- Records supplied
⟨
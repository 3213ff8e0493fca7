//! In-memory [`Store`] and [`VectorIndex`] implementation for tests.
//!
//! Uses `Vec` behind `std::sync::RwLock` for thread safety. Vector search
//! is brute-force cosine similarity over every stored vector in scope.

use std::sync::{Mutex, RwLock};

use anyhow::{bail, Result};
use async_trait::async_trait;

use crate::embedding::cosine_similarity;
use crate::models::{ChunkText, FileKind, FileRecord, MatchPoint, Scope};

use super::{Store, VectorIndex};

struct StoredChunk {
    vector_id: String,
    file_id: i64,
    user_id: i64,
    project_id: i64,
    chunk_number: i64,
    text: String,
    vector: Option<Vec<f32>>,
}

/// In-memory store for tests and examples.
pub struct InMemoryStore {
    files: RwLock<Vec<FileRecord>>,
    chunks: RwLock<Vec<StoredChunk>>,
    ranges: Mutex<Vec<(i64, i64, i64)>>,
}

impl InMemoryStore {
    pub fn new() -> Self {
        Self {
            files: RwLock::new(Vec::new()),
            chunks: RwLock::new(Vec::new()),
            ranges: Mutex::new(Vec::new()),
        }
    }

    /// Register a file and return its id. Files start unindexed.
    pub fn add_file(
        &self,
        scope: Scope,
        kind: FileKind,
        name: Option<&str>,
        link: Option<&str>,
    ) -> i64 {
        let mut files = self.files.write().unwrap();
        let id = files.len() as i64 + 1;
        files.push(FileRecord {
            id,
            user_id: scope.user_id,
            project_id: scope.project_id,
            kind,
            name: name.map(str::to_string),
            link: link.map(str::to_string),
            is_indexed: false,
        });
        id
    }

    pub fn set_indexed(&self, file_id: i64, indexed: bool) {
        let mut files = self.files.write().unwrap();
        if let Some(f) = files.iter_mut().find(|f| f.id == file_id) {
            f.is_indexed = indexed;
        }
    }

    /// Store one chunk for `file_id`. The file must already be registered.
    pub fn add_chunk(
        &self,
        file_id: i64,
        chunk_number: i64,
        text: &str,
        vector: Option<Vec<f32>>,
    ) -> Result<String> {
        let scope = {
            let files = self.files.read().unwrap();
            match files.iter().find(|f| f.id == file_id) {
                Some(f) => Scope::new(f.user_id, f.project_id),
                None => bail!("unknown file: {}", file_id),
            }
        };
        Ok(self.push_chunk(file_id, scope, chunk_number, text, vector))
    }

    /// Register an indexed file whose chunks are numbered from 1.
    pub fn add_indexed_file(&self, scope: Scope, name: &str, chunks: &[String]) -> i64 {
        let id = self.add_file(scope, FileKind::File, Some(name), None);
        for (i, text) in chunks.iter().enumerate() {
            self.push_chunk(id, scope, i as i64 + 1, text, None);
        }
        self.set_indexed(id, true);
        id
    }

    fn push_chunk(
        &self,
        file_id: i64,
        scope: Scope,
        chunk_number: i64,
        text: &str,
        vector: Option<Vec<f32>>,
    ) -> String {
        let vector_id = format!("{}-{}", file_id, chunk_number);
        self.chunks.write().unwrap().push(StoredChunk {
            vector_id: vector_id.clone(),
            file_id,
            user_id: scope.user_id,
            project_id: scope.project_id,
            chunk_number,
            text: text.to_string(),
            vector,
        });
        vector_id
    }

    /// `(file_id, start, end)` of every range lookup, in call order.
    pub fn requested_ranges(&self) -> Vec<(i64, i64, i64)> {
        self.ranges.lock().unwrap().clone()
    }
}

impl Default for InMemoryStore {
    fn default() -> Self {
        Self::new()
    }
}

#[async_trait]
impl Store for InMemoryStore {
    async fn project_files(&self, scope: Scope) -> Result<Vec<FileRecord>> {
        let files = self.files.read().unwrap();
        Ok(files
            .iter()
            .filter(|f| f.user_id == scope.user_id && f.project_id == scope.project_id)
            .cloned()
            .collect())
    }

    async fn chunks_in_range(
        &self,
        file_id: i64,
        user_id: i64,
        start: i64,
        end: i64,
    ) -> Result<Vec<ChunkText>> {
        self.ranges.lock().unwrap().push((file_id, start, end));
        let chunks = self.chunks.read().unwrap();
        let mut found: Vec<ChunkText> = chunks
            .iter()
            .filter(|c| {
                c.file_id == file_id
                    && c.user_id == user_id
                    && c.chunk_number >= start
                    && c.chunk_number <= end
            })
            .map(|c| ChunkText {
                chunk_number: c.chunk_number,
                text: c.text.clone(),
            })
            .collect();
        found.sort_by_key(|c| c.chunk_number);
        Ok(found)
    }

    async fn file_display_name(&self, file_id: i64, user_id: i64) -> Result<String> {
        let files = self.files.read().unwrap();
        match files
            .iter()
            .find(|f| f.id == file_id && f.user_id == user_id)
        {
            Some(f) => Ok(f.display_name()),
            None => bail!("file not found: {}", file_id),
        }
    }
}

#[async_trait]
impl VectorIndex for InMemoryStore {
    async fn nearest_neighbors(
        &self,
        query_vec: &[f32],
        scope: Scope,
        k: usize,
    ) -> Result<Vec<MatchPoint>> {
        let chunks = self.chunks.read().unwrap();
        let mut hits: Vec<MatchPoint> = chunks
            .iter()
            .filter(|c| c.user_id == scope.user_id && c.project_id == scope.project_id)
            .filter_map(|c| {
                let vector = c.vector.as_ref()?;
                Some(MatchPoint {
                    vector_id: c.vector_id.clone(),
                    file_id: Some(c.file_id),
                    user_id: Some(c.user_id),
                    chunk_number: Some(c.chunk_number),
                    distance: cosine_similarity(query_vec, vector) as f64,
                })
            })
            .collect();
        hits.sort_by(|a, b| {
            b.distance
                .partial_cmp(&a.distance)
                .unwrap_or(std::cmp::Ordering::Equal)
        });
        hits.truncate(k);
        Ok(hits)
    }
}

#[cfg(test)]
mod tests {
    use super::*;
    use crate::store::has_indexed_files;

    #[tokio::test]
    async fn range_lookup_is_ordered_and_clipped() {
        let store = InMemoryStore::new();
        let scope = Scope::new(1, 1);
        let texts: Vec<String> = (1..=5).map(|i| format!("c{}", i)).collect();
        let id = store.add_indexed_file(scope, "a.txt", &texts);

        let got = store.chunks_in_range(id, 1, 2, 4).await.unwrap();
        let numbers: Vec<i64> = got.iter().map(|c| c.chunk_number).collect();
        assert_eq!(numbers, vec![2, 3, 4]);
        assert_eq!(store.requested_ranges(), vec![(id, 2, 4)]);
    }

    #[tokio::test]
    async fn range_lookup_respects_owner() {
        let store = InMemoryStore::new();
        let id = store.add_indexed_file(Scope::new(1, 1), "a.txt", &["x".to_string()]);
        assert!(store.chunks_in_range(id, 2, 1, 10).await.unwrap().is_empty());
    }

    #[tokio::test]
    async fn indexed_files_are_scoped() {
        let store = InMemoryStore::new();
        let scope = Scope::new(1, 1);
        store.add_file(scope, FileKind::File, Some("pending.pdf"), None);
        assert!(!has_indexed_files(&store, scope).await.unwrap());

        store.add_indexed_file(Scope::new(1, 2), "other.pdf", &["x".to_string()]);
        assert!(!has_indexed_files(&store, scope).await.unwrap());

        store.add_indexed_file(scope, "ready.pdf", &["y".to_string()]);
        assert!(has_indexed_files(&store, scope).await.unwrap());
    }

    #[tokio::test]
    async fn nearest_neighbors_ranks_by_similarity_within_scope() {
        let store = InMemoryStore::new();
        let scope = Scope::new(1, 1);
        let id = store.add_file(scope, FileKind::File, Some("a.txt"), None);
        store.add_chunk(id, 1, "far", Some(vec![0.0, 1.0])).unwrap();
        store.add_chunk(id, 2, "near", Some(vec![1.0, 0.1])).unwrap();
        let other = store.add_file(Scope::new(2, 1), FileKind::File, Some("b.txt"), None);
        store.add_chunk(other, 1, "foreign", Some(vec![1.0, 0.0])).unwrap();

        let hits = store.nearest_neighbors(&[1.0, 0.0], scope, 5).await.unwrap();
        assert_eq!(hits.len(), 2);
        assert_eq!(hits[0].chunk_number, Some(2));
        assert!(hits.iter().all(|h| h.user_id == Some(1)));
    }

    #[tokio::test]
    async fn display_name_unknown_file_errors() {
        let store = InMemoryStore::new();
        assert!(store.file_display_name(99, 1).await.is_err());
    }
}
//! # RFP Harness Core
//!
//! Shared, runtime-agnostic logic for RFP Harness: data models, storage and
//! provider traits, context window assembly, sufficiency verdict parsing,
//! prompt templates, and the per-row answer state machine.
//!
//! This crate contains no tokio, sqlx, HTTP clients, or filesystem I/O.
//! The application crate supplies concrete stores and providers and drives
//! the state machine defined in [`graph`].

pub mod embedding;
pub mod error;
pub mod graph;
pub mod llm;
pub mod models;
pub mod prompt;
pub mod store;
pub mod verdict;
pub mod window;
⟩
Pull every line containing "verdict" out of the entries.

- Result for this exercise
//! provider traits, context window assembly, sufficiency verdict parsing,
pub mod verdict;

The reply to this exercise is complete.